Although consistency is very important, it remains to be seen whether it is 100 per cent achievable. Standards need to be established as to when zeroes are to be regarded as significant and included in the archive. Some experiments may report as much as 80-90 per cent of the observations as zero if they are away from the center of the plume. Missing information must be distinguished from zero readings.

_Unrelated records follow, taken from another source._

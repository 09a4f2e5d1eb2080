//! Configuration models for the schedulers.

mod scheduler;

pub use scheduler::{ConfigPatch, SchedulerConfig, TaskOptions};
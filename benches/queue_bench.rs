//! Benchmarks for queue operations and end-to-end scheduling throughput.

use criterion::{criterion_group, criterion_main, BenchmarkId, Criterion, Throughput};
use rand::Rng;
use std::hint::black_box;
use tokio::runtime::Runtime;

use workq::config::{SchedulerConfig, TaskOptions};
use workq::core::TaskScheduler;
use workq::queue::{Fifo, PriorityQueue};

fn bench_fifo(c: &mut Criterion) {
    let mut group = c.benchmark_group("fifo");
    for size in [100u64, 1_000, 10_000] {
        group.throughput(Throughput::Elements(size));
        group.bench_with_input(
            BenchmarkId::new("enqueue_dequeue", size),
            &size,
            |b, &size| {
                b.iter(|| {
                    let mut q = Fifo::new();
                    for i in 0..size {
                        q.enqueue(black_box(i));
                    }
                    while let Ok(v) = q.dequeue() {
                        black_box(v);
                    }
                });
            },
        );
    }
    group.finish();
}

fn bench_priority_queue(c: &mut Criterion) {
    let mut group = c.benchmark_group("priority_queue");
    for size in [100u64, 1_000, 10_000] {
        group.throughput(Throughput::Elements(size));
        group.bench_with_input(
            BenchmarkId::new("random_priorities", size),
            &size,
            |b, &size| {
                let mut rng = rand::rng();
                let priorities: Vec<i64> = (0..size).map(|_| rng.random_range(-100..100)).collect();
                b.iter(|| {
                    let mut q = PriorityQueue::new();
                    for (i, &priority) in priorities.iter().enumerate() {
                        q.enqueue(black_box(i), priority);
                    }
                    while let Ok(v) = q.dequeue() {
                        black_box(v);
                    }
                });
            },
        );
    }
    group.finish();
}

fn bench_scheduler_throughput(c: &mut Criterion) {
    let runtime = Runtime::new().expect("tokio runtime");
    let mut group = c.benchmark_group("scheduler");
    for tasks in [100u32, 1_000] {
        group.throughput(Throughput::Elements(u64::from(tasks)));
        group.bench_with_input(
            BenchmarkId::new("collect_trivial", tasks),
            &tasks,
            |b, &tasks| {
                b.iter(|| {
                    runtime.block_on(async {
                        let q: TaskScheduler<u32, u32> = TaskScheduler::with_factory(
                            SchedulerConfig::new().with_max_workers(8),
                            |n| async move { Ok(n) },
                        );
                        for n in 0..tasks {
                            q.enqueue(n, TaskOptions::new()).expect("factory bound");
                        }
                        black_box(q.collect().await)
                    });
                });
            },
        );
    }
    group.finish();
}

criterion_group!(
    benches,
    bench_fifo,
    bench_priority_queue,
    bench_scheduler_throughput
);
criterion_main!(benches);
impl<I, O, Q, S> Engine<I, O, Q, S>
where
    I: Clone + Send + Sync + 'static,
    O: Send + 'static,
    Q: Admission<O> + 'static,
    S: Spawn + Send + Sync + 'static,
{
    fn new(config: SchedulerConfig, admission: Q, spawner: S) -> Arc<Self> {
        Arc::new(Self {
            config: Mutex::new(config),
            factory: Mutex::new(None),
            state: Mutex::new(State {
                admission,
                output: Fifo::new(),
            }),
            processing: AtomicUsize::new(0),
            handlers: Mutex::new(Handlers::default()),
            wake: Notify::new(),
            spawner,
        })
    }

    fn size(&self) -> usize {
        let state = self.state.lock();
        state.admission.len() + state.output.len()
    }

    /// Admit a new task. Nothing executes until a consumer drives the queue.
    fn submit(&self, job: Job<O>, opts: TaskOptions) {
        let (max_retries, delay_ms, priority) = {
            let config = self.config.lock();
            (
                opts.max_retries.unwrap_or(config.default_max_retries),
                opts.delay_ms.unwrap_or(config.default_delay_ms),
                opts.priority.unwrap_or(config.default_priority),
            )
        };
        let (tx, rx) = oneshot::channel();
        let mut state = self.state.lock();
        let order = (state.admission.len() + state.output.len()) as u64 + 1;
        tracing::debug!(order, priority, max_retries, delay_ms, "task admitted");
        state.admission.admit(TaskRecord {
            order,
            priority,
            rank: None,
            attempts: 0,
            max_retries,
            delay: Duration::from_millis(delay_ms),
            job,
            outcome_tx: Some(tx),
            outcome_rx: Some(rx),
        });
        drop(state);
        self.wake.notify_waiters();
    }

    /// Top up workers: start admitted tasks while capacity allows. The
    /// output slot is pushed before the attempt is spawned, under the same
    /// lock as the admission dequeue, which is what fixes start order.
    fn pump(this: &Arc<Self>) {
        let max_workers = this.config.lock().max_workers;
        let mut state = this.state.lock();
        while this.processing.load(Ordering::Acquire) < max_workers {
            let Some(mut record) = state.admission.next() else {
                break;
            };
            this.processing.fetch_add(1, Ordering::AcqRel);
            if let Some(rx) = record.outcome_rx.take() {
                state.output.enqueue(rx);
            }
            let engine = Arc::clone(this);
            this.spawner
                .spawn(async move { Self::run_attempt(engine, record).await });
        }
        drop(state);
        this.wake.notify_waiters();
    }

    /// Execute one attempt of a task, then either re-admit it for retry or
    /// resolve its outcome.
    async fn run_attempt(this: Arc<Self>, mut record: TaskRecord<O>) {
        let kind = if record.attempts > 0 {
            EventKind::Retry
        } else {
            EventKind::Start
        };
        this.notify(kind, &record, None, None);
        if !record.delay.is_zero() {
            tokio::time::sleep(record.delay).await;
        }

        let outcome = (record.job)().await;
        this.processing.fetch_sub(1, Ordering::AcqRel);

        match outcome {
            Err(error) if record.attempts < record.max_retries => {
                let backoff_ms = {
                    let config = this.config.lock();
                    config
                        .backoff_base_ms
                        .saturating_mul(2u64.saturating_pow(record.attempts))
                };
                record.delay = Duration::from_millis(backoff_ms);
                record.attempts += 1;
                tracing::debug!(
                    order = record.order,
                    attempts = record.attempts,
                    backoff_ms,
                    "attempt failed, task re-admitted"
                );
                this.notify(EventKind::Fail, &record, Some(record.delay), Some(&error));
                this.state.lock().admission.admit(record);
            }
            terminal => {
                tracing::debug!(
                    order = record.order,
                    ok = terminal.is_ok(),
                    "task reached terminal outcome"
                );
                this.notify(EventKind::End, &record, None, terminal.as_ref().err());
                if let Some(tx) = record.outcome_tx.take() {
                    // Fails when the output queue was cleared mid-flight;
                    // the events above still fired for the completed work.
                    let _ = tx.send(Outcome::from_result(terminal));
                }
            }
        }
        Self::pump(&this);
    }

    /// Pull the next settled outcome, topping up workers first. Waits when
    /// admitted work exists but no output slot is ready yet.
    async fn next_outcome(this: &Arc<Self>) -> Result<Outcome<O>, SchedulerError> {
        loop {
            Self::pump(this);
            let mut parked = pin!(this.wake.notified());
            parked.as_mut().enable();
            let (slot, backlog) = {
                let mut state = this.state.lock();
                let slot = state.output.dequeue().ok();
                (slot, state.admission.len() + state.output.len())
            };
            match slot {
                Some(rx) => {
                    let outcome = rx.await.unwrap_or_else(|_| {
                        Outcome::from_result(Err(anyhow::anyhow!(
                            "task was dropped before completing"
                        )))
                    });
                    return Ok(outcome);
                }
                None if backlog == 0 => return Err(EmptyQueueError.into()),
                None => parked.await,
            }
        }
    }

    fn notify(
        &self,
        kind: EventKind,
        record: &TaskRecord<O>,
        delay: Option<Duration>,
        error: Option<&anyhow::Error>,
    ) {
        let Some(handler) = self.handlers.lock().get(kind) else {
            return;
        };
        handler(&TaskEvent {
            kind,
            order: record.order,
            priority: record.priority,
            attempts: record.attempts,
            processing: self.processing.load(Ordering::Acquire),
            delay,
            error: error.map(|e| format!("{e:#}")),
        });
    }

    fn clear(&self) {
        let mut state = self.state.lock();
        state.admission.clear();
        state.output.clear();
        tracing::debug!("scheduler cleared");
    }
}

3.3.1 Fixed or mobile platform samples
To maintain a certain consistency in data format between sampling platforms, although at a cost of redundancy, each sample should be identified on a unique record which contains date, time, location, height, concentration data. In this way both fixed ground-level sampling locations and samples collected on aircraft can be merged into a single database structure.
3.3.2 Satellite photos
There are several problems associated with using satellite photos: retrieval from archives, multiple channels, large data volume per photograph, and quantitative interpretation of the pollutant cloud dimensions. All the images should be converted to a standard geographic projection that can easily be matched to model output. In general these data would only be used for verification of volcanic eruptions and smoke from large scale fires. There are still many uncertainties associated with the use of these data. For instance, how the model outputs be quantified and compared with the images, how the models define the edge of the image, and should the satellite images be processed and only vectors defining the plume be saved to the archive? It is not clear that sufficient consensus exists to create a uniform database from these images. Although it is tempting to dismiss the satellite archive as too complicated to deal with in the initial phases of such a project, the sheer number of different events that could be simulated and the uniqueness and relevance of the data to the aviation industry, suggest that perhaps a corresponding verification development using the satellite archives should be considered. New satellite coming on-line will provide more quantitative aerosol measurements and could provide sufficient complementary information to properly utilize the older archives.
3.3.3 Non-conventional
For some reported experiments only derived data may be available such as plume widths as a function of distance, rather than air concentrations. Other data may include deposition, which
may have been derived from many different measurement methods and over different accumulation periods at each location. These experiments will have to be evaluated on a case-to-case basis to determine their suitability for inclusion in the larger archive.